Approximately one third of white people in Europe and the Americas are

relocated all over the planet to undo generations of financial

consolidation based in Black exploitation. Relocated whites are

instructed to assimilate into local cultures despite being barred from

paying employment and education, additionally in many places whites are

forced to live on non-arable land. Local governments are strong-armed

into outlawing all unauthorized or unsupervised gathers of more than two

white people, permits are issued on an as-needed basis for work or the

formation of family units. Un-permitted gatherings of whites are broken

up, the punishment for possession or use of a false permit is summary

beating or whipping. Cell phone and computer usage among non-Black

people is only legal with the proper paperwork from an employer.

Latinx, Arab, and Asian people are subject to stringent financial

history examinations, anyone unable to provide documentation that their

assets come a source other than Black exploitation is drowned in debt.

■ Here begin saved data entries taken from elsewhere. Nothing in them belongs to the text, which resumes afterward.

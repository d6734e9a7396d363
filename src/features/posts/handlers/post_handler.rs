use std::sync::Arc;

use axum::{
    extract::{Multipart, Query, State},
    http::StatusCode,
    Json,
};
use tracing::debug;
use uuid::Uuid;

use crate::core::error::{AppError, Result};
use crate::features::auth::models::AuthenticatedUser;
use crate::features::posts::dtos::{
    is_attachment_allowed, DeletePostQuery, FeedQuery, NewAttachment, NewPostInput, PostFeedDto,
};
use crate::features::posts::models::Visibility;
use crate::features::posts::services::PostService;
use crate::shared::constants::MAX_TOTAL_UPLOAD_BYTES;
use crate::shared::types::ApiResponse;

/// The resolved, authorized feed for a user
#[utoipa::path(
    get,
    path = "/api/posts",
    params(FeedQuery),
    responses(
        (status = 200, description = "Visible posts, newest first", body = ApiResponse<Vec<PostFeedDto>>),
        (status = 404, description = "User not found"),
        (status = 401, description = "Authentication required")
    ),
    tag = "posts",
    security(("session_token" = []))
)]
pub async fn get_posts(
    State(service): State<Arc<PostService>>,
    Query(query): Query<FeedQuery>,
) -> Result<Json<ApiResponse<Vec<PostFeedDto>>>> {
    let posts = service.feed(&query.username).await?;
    Ok(Json(ApiResponse::success(Some(posts), None, None)))
}

/// Create a post with optional attachments
///
/// Accepts multipart/form-data: `title`, `content`, `visibility`
/// (PUBLIC/PRIVATE), `labels`, `videoLink`, `teachersOnly`, `groupIds`
/// (comma-separated) and any number of file fields. Attachments are limited
/// to images and office documents, 100 MB in total.
#[utoipa::path(
    post,
    path = "/api/posts",
    request_body(
        content = crate::features::posts::dtos::CreatePostDto,
        content_type = "multipart/form-data",
    ),
    responses(
        (status = 201, description = "Post created", body = ApiResponse<PostFeedDto>),
        (status = 400, description = "Missing fields, disallowed file type or oversized upload"),
        (status = 403, description = "Teachers-only post requested by a student"),
        (status = 401, description = "Authentication required")
    ),
    tag = "posts",
    security(("session_token" = []))
)]
pub async fn create_post(
    user: AuthenticatedUser,
    State(service): State<Arc<PostService>>,
    multipart: Multipart,
) -> Result<(StatusCode, Json<ApiResponse<PostFeedDto>>)> {
    let input = parse_new_post(multipart).await?;

    let post = service.create(&user, input).await?;

    Ok((
        StatusCode::CREATED,
        Json(ApiResponse::success(
            Some(post),
            Some("Post created".to_string()),
            None,
        )),
    ))
}

/// Delete a post (author or admin; idempotent)
#[utoipa::path(
    delete,
    path = "/api/posts",
    params(DeletePostQuery),
    responses(
        (status = 200, description = "Post deleted (or did not exist)"),
        (status = 403, description = "Not the author or an admin"),
        (status = 401, description = "Authentication required")
    ),
    tag = "posts",
    security(("session_token" = []))
)]
pub async fn delete_post(
    user: AuthenticatedUser,
    State(service): State<Arc<PostService>>,
    Query(query): Query<DeletePostQuery>,
) -> Result<Json<ApiResponse<()>>> {
    service.delete(&user, query.id).await?;
    Ok(Json(ApiResponse::success(
        None,
        Some("Post deleted".to_string()),
        None,
    )))
}

/// Pull the post fields and attachments out of the multipart request and
/// validate them before anything touches the disk.
async fn parse_new_post(mut multipart: Multipart) -> Result<NewPostInput> {
    let mut title = None;
    let mut content = None;
    let mut visibility = Visibility::Public;
    let mut labels = None;
    let mut video_link = None;
    let mut teachers_only = false;
    let mut group_ids: Vec<Uuid> = Vec::new();
    let mut attachments: Vec<NewAttachment> = Vec::new();

    while let Some(field) = multipart.next_field().await.map_err(|e| {
        debug!("Failed to read multipart field: {}", e);
        AppError::BadRequest(format!("Failed to read multipart data: {}", e))
    })? {
        if let Some(filename) = field.file_name().map(|s| s.to_string()) {
            let mimetype = field
                .content_type()
                .map(|s| s.to_string())
                .unwrap_or_else(|| "application/octet-stream".to_string());
            let data = field
                .bytes()
                .await
                .map_err(|e| AppError::BadRequest(format!("Failed to read file data: {}", e)))?;

            attachments.push(NewAttachment {
                filename,
                mimetype,
                data: data.to_vec(),
            });
            continue;
        }

        let name = field.name().unwrap_or("").to_string();
        let text = field
            .text()
            .await
            .map_err(|e| AppError::BadRequest(format!("Failed to read field '{}': {}", name, e)))?;

        match name.as_str() {
            "title" => title = Some(text),
            "content" => content = Some(text),
            "visibility" => {
                visibility = match text.to_uppercase().as_str() {
                    "PRIVATE" => Visibility::Private,
                    _ => Visibility::Public,
                }
            }
            "labels" => {
                if !text.is_empty() {
                    labels = Some(text);
                }
            }
            "videoLink" => {
                if !text.is_empty() {
                    video_link = Some(text);
                }
            }
            "teachersOnly" => teachers_only = matches!(text.as_str(), "true" | "1"),
            "groupIds" => {
                for part in text.split(',').map(str::trim).filter(|s| !s.is_empty()) {
                    let id = part.parse::<Uuid>().map_err(|_| {
                        AppError::BadRequest(format!("Invalid group id: {}", part))
                    })?;
                    group_ids.push(id);
                }
            }
            _ => debug!("Ignoring unknown field: {}", name),
        }
    }

    let title = title
        .filter(|t| !t.trim().is_empty())
        .ok_or_else(|| AppError::BadRequest("The post title is required".to_string()))?;
    let content = content
        .filter(|c| !c.trim().is_empty())
        .ok_or_else(|| AppError::BadRequest("The post content is required".to_string()))?;

    for attachment in &attachments {
        if !is_attachment_allowed(&attachment.mimetype, &attachment.filename) {
            return Err(AppError::BadRequest(format!(
                "File type of '{}' is not allowed",
                attachment.filename
            )));
        }
    }

    let total_size: usize = attachments.iter().map(|a| a.data.len()).sum();
    if total_size > MAX_TOTAL_UPLOAD_BYTES {
        return Err(AppError::BadRequest(format!(
            "The attached files exceed the allowed {} MB in total",
            MAX_TOTAL_UPLOAD_BYTES / 1024 / 1024
        )));
    }

    Ok(NewPostInput {
        title,
        content,
        visibility,
        labels,
        video_link,
        teachers_only,
        group_ids,
        attachments,
    })
}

Global financial markets crash, thousands of CEOs and politicians are

given forced lobotomies to prevent the financially anti-Black attitudes

they have upheld from spreading further, most never recover their motor

skills. All police officers are executed, including Black police

officers. The production or sale of hip hop, rock, techno, house, blues,

reggae, soul, R&B, and countless sub-genres by non-black people is

criminalized. The labeling of any genre of music originating outside of

Europe as “world music” is punishable by the seizure and redistribution

of one or both eardrums of the accused.

A task force is created to phase out the use of the English language

everywhere except the island formerly known as England over the next

hundred years, task forces are also appointed to phased out the

international use of French, Spanish, and Arabic. White riots and

attempts at looting are met with the security forces using live rounds,

the dead are buried in unmarked graves, their names meticulously

scrubbed from all records to make difficult any accumulation of

generational social capital or lateral social capital resulting from

martyrdom. Assassinations of European heads of state with anti-Black

financial policies becomes commonplace. Europe, Eastern Asia, and much

of the Middle East descend into civil wars as new borders are drawn

through longstanding ethnic and cultural groups. Black owned

corporations move into the new nations and take advantage of the

instability, cheap labor, and natural resources.

Within the first five years of the reparations implementation Black

poverty rates plummet. Black cultures thrive as financia barriers fall

away. Anti-Blackness is completely eliminated.